- **To do**
Every line below that has the string "Serialize" needs to be copied.

*** Block opens ***

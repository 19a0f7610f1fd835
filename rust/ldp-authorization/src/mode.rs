use std::{collections::BTreeSet, fmt::Display, str::FromStr};

use ldp_rdf::{NamedNode, vocab::acl};
use serde::{Deserialize, Serialize};

use crate::AuthorizationError;

/// An atomic capability a request may need on a resource.
#[derive(Debug, Clone, Copy, PartialEq, Eq, Hash, PartialOrd, Ord, Serialize, Deserialize)]
#[serde(rename_all = "lowercase")]
pub enum AccessMode {
    /// Read the resource
    Read,
    /// Replace or modify the resource
    Write,
    /// Add data to the resource without removing any
    Append,
    /// Create the resource
    Create,
    /// Delete the resource
    Delete,
}

impl AccessMode {
    /// Every access mode.
    pub const ALL: [AccessMode; 5] = [
        AccessMode::Read,
        AccessMode::Write,
        AccessMode::Append,
        AccessMode::Create,
        AccessMode::Delete,
    ];

    /// The lowercase name of the mode.
    pub fn as_str(&self) -> &'static str {
        match self {
            AccessMode::Read => "read",
            AccessMode::Write => "write",
            AccessMode::Append => "append",
            AccessMode::Create => "create",
            AccessMode::Delete => "delete",
        }
    }

    /// The capitalised ACL vocabulary term naming the mode.
    pub fn acl_term(&self) -> NamedNode {
        match self {
            AccessMode::Read => acl::READ,
            AccessMode::Write => acl::WRITE,
            AccessMode::Append => acl::APPEND,
            AccessMode::Create => acl::CREATE,
            AccessMode::Delete => acl::DELETE,
        }
    }

    /// The modes granted by an `acl:mode` term of a rule.
    ///
    /// `acl:Write` implies every mutating mode and `acl:Control` grants none
    /// of them. Unknown terms grant nothing.
    pub fn granted_by(term: &NamedNode) -> &'static [AccessMode] {
        if *term == acl::READ {
            &[AccessMode::Read]
        } else if *term == acl::WRITE {
            &[
                AccessMode::Write,
                AccessMode::Append,
                AccessMode::Create,
                AccessMode::Delete,
            ]
        } else if *term == acl::APPEND {
            &[AccessMode::Append]
        } else if *term == acl::CREATE {
            &[AccessMode::Create]
        } else if *term == acl::DELETE {
            &[AccessMode::Delete]
        } else {
            &[]
        }
    }
}

impl Display for AccessMode {
    fn fmt(&self, f: &mut std::fmt::Formatter<'_>) -> std::fmt::Result {
        write!(f, "{}", self.as_str())
    }
}

impl FromStr for AccessMode {
    type Err = AuthorizationError;

    fn from_str(s: &str) -> Result<Self, Self::Err> {
        AccessMode::ALL
            .into_iter()
            .find(|mode| mode.as_str() == s)
            .ok_or_else(|| AuthorizationError::UnknownMode(s.to_owned()))
    }
}

/// Render a set of modes as `read, write`.
pub(crate) fn display_modes(modes: &BTreeSet<AccessMode>) -> String {
    modes
        .iter()
        .map(AccessMode::as_str)
        .collect::<Vec<_>>()
        .join(", ")
}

*** Block closes ***

- **Result for this task**
use serde::{Deserialize, Serialize};
#[derive(Debug, Clone, Copy, PartialEq, Eq, Hash, PartialOrd, Ord, Serialize, Deserialize)]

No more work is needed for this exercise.